» Task prompt
The job is to output each record again, character for character.

---------- Provided entries ----------

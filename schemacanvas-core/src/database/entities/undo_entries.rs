use sea_orm::entity::prelude::*;
use serde::{Deserialize, Serialize};

/// One step of a per-(project, user) undo stack
///
/// `before_state` and `after_state` hold serialized graph patches. Entries are
/// never deleted; a new push above an undone head marks the abandoned branch
/// as superseded.
#[derive(Clone, Debug, PartialEq, DeriveEntityModel, Serialize, Deserialize)]
#[sea_orm(table_name = "undo_entries")]
pub struct Model {
    #[sea_orm(primary_key, auto_increment = false)]
    pub id: String,
    pub project_id: String,
    pub user_id: String,
    pub action_type: String,
    #[sea_orm(column_type = "Json")]
    pub before_state: Json,
    #[sea_orm(column_type = "Json")]
    pub after_state: Json,
    pub position: i32,
    pub superseded: bool,
    pub created_at: ChronoDateTimeUtc,
}

#[derive(Copy, Clone, Debug, EnumIter, DeriveRelation)]
pub enum Relation {
    #[sea_orm(
        belongs_to = "super::projects::Entity",
        from = "Column::ProjectId",
        to = "super::projects::Column::Id"
    )]
    Projects,
}

impl Related<super::projects::Entity> for Entity {
    fn to() -> RelationDef {
        Relation::Projects.def()
    }
}

impl ActiveModelBehavior for ActiveModel {}
use sea_orm::entity::prelude::*;
use serde::{Deserialize, Serialize};

/// Immutable point-in-time capture of a project's schema graph
#[derive(Clone, Debug, PartialEq, DeriveEntityModel, Serialize, Deserialize)]
#[sea_orm(table_name = "snapshots")]
pub struct Model {
    #[sea_orm(primary_key, auto_increment = false)]
    pub id: String,
    pub project_id: String,
    pub description: String,
    #[sea_orm(column_type = "Text")]
    pub data: String,
    pub created_by: String,
    pub created_at: ChronoDateTimeUtc,
}

#[derive(Copy, Clone, Debug, EnumIter, DeriveRelation)]
pub enum Relation {
    #[sea_orm(
        belongs_to = "super::projects::Entity",
        from = "Column::ProjectId",
        to = "super::projects::Column::Id"
    )]
    Projects,
}

impl Related<super::projects::Entity> for Entity {
    fn to() -> RelationDef {
        Relation::Projects.def()
    }
}

impl ActiveModelBehavior for ActiveModel {}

----------

» Your response
filename schemacanvas-core/src/database/entities/undo_entries.rs
use sea_orm::entity::prelude::*;
use serde::{Deserialize, Serialize};

/// One step of a per-(project, user) undo stack
///
/// `before_state` and `after_state` hold serialized graph patches. Entries are
/// never deleted; a new push above an undone head marks the abandoned branch
/// as superseded.
#[derive(Clone, Debug, PartialEq, DeriveEntityModel, Serialize, Deserialize)]
#[sea_orm(table_name = "undo_entries")]
pub struct Model {
    #[sea_orm(primary_key, auto_increment = false)]
    pub id: String,
    pub project_id: String,
    pub user_id: String,
    pub action_type: String,
    #[sea_orm(column_type = "Json")]
    pub before_state: Json,
    #[sea_orm(column_type = "Json")]
    pub after_state: Json,
    pub position: i32,
    pub superseded: bool,
    pub created_at: ChronoDateTimeUtc,
}

#[derive(Copy, Clone, Debug, EnumIter, DeriveRelation)]
pub enum Relation {
    #[sea_orm(
        belongs_to = "super::projects::Entity",
        from = "Column::ProjectId",
        to = "super::projects::Column::Id"
    )]
    Projects,
}

impl Related<super::projects::Entity> for Entity {
    fn to() -> RelationDef {
        Relation::Projects.def()
    }
}

impl ActiveModelBehavior for ActiveModel {}
use sea_orm::entity::prelude::*;
use serde::{Deserialize, Serialize};

/// Immutable point-in-time capture of a project's schema graph
#[derive(Clone, Debug, PartialEq, DeriveEntityModel, Serialize, Deserialize)]
#[sea_orm(table_name = "snapshots")]
pub struct Model {
    #[sea_orm(primary_key, auto_increment = false)]
    pub id: String,
    pub project_id: String,
    pub description: String,
    #[sea_orm(column_type = "Text")]
    pub data: String,
    pub created_by: String,
    pub created_at: ChronoDateTimeUtc,
}

#[derive(Copy, Clone, Debug, EnumIter, DeriveRelation)]
pub enum Relation {
    #[sea_orm(
        belongs_to = "super::projects::Entity",
        from = "Column::ProjectId",
        to = "super::projects::Column::Id"
    )]
    Projects,
}

impl Related<super::projects::Entity> for Entity {
    fn to() -> RelationDef {
        Relation::Projects.def()
    }
}

impl ActiveModelBehavior for ActiveModel {}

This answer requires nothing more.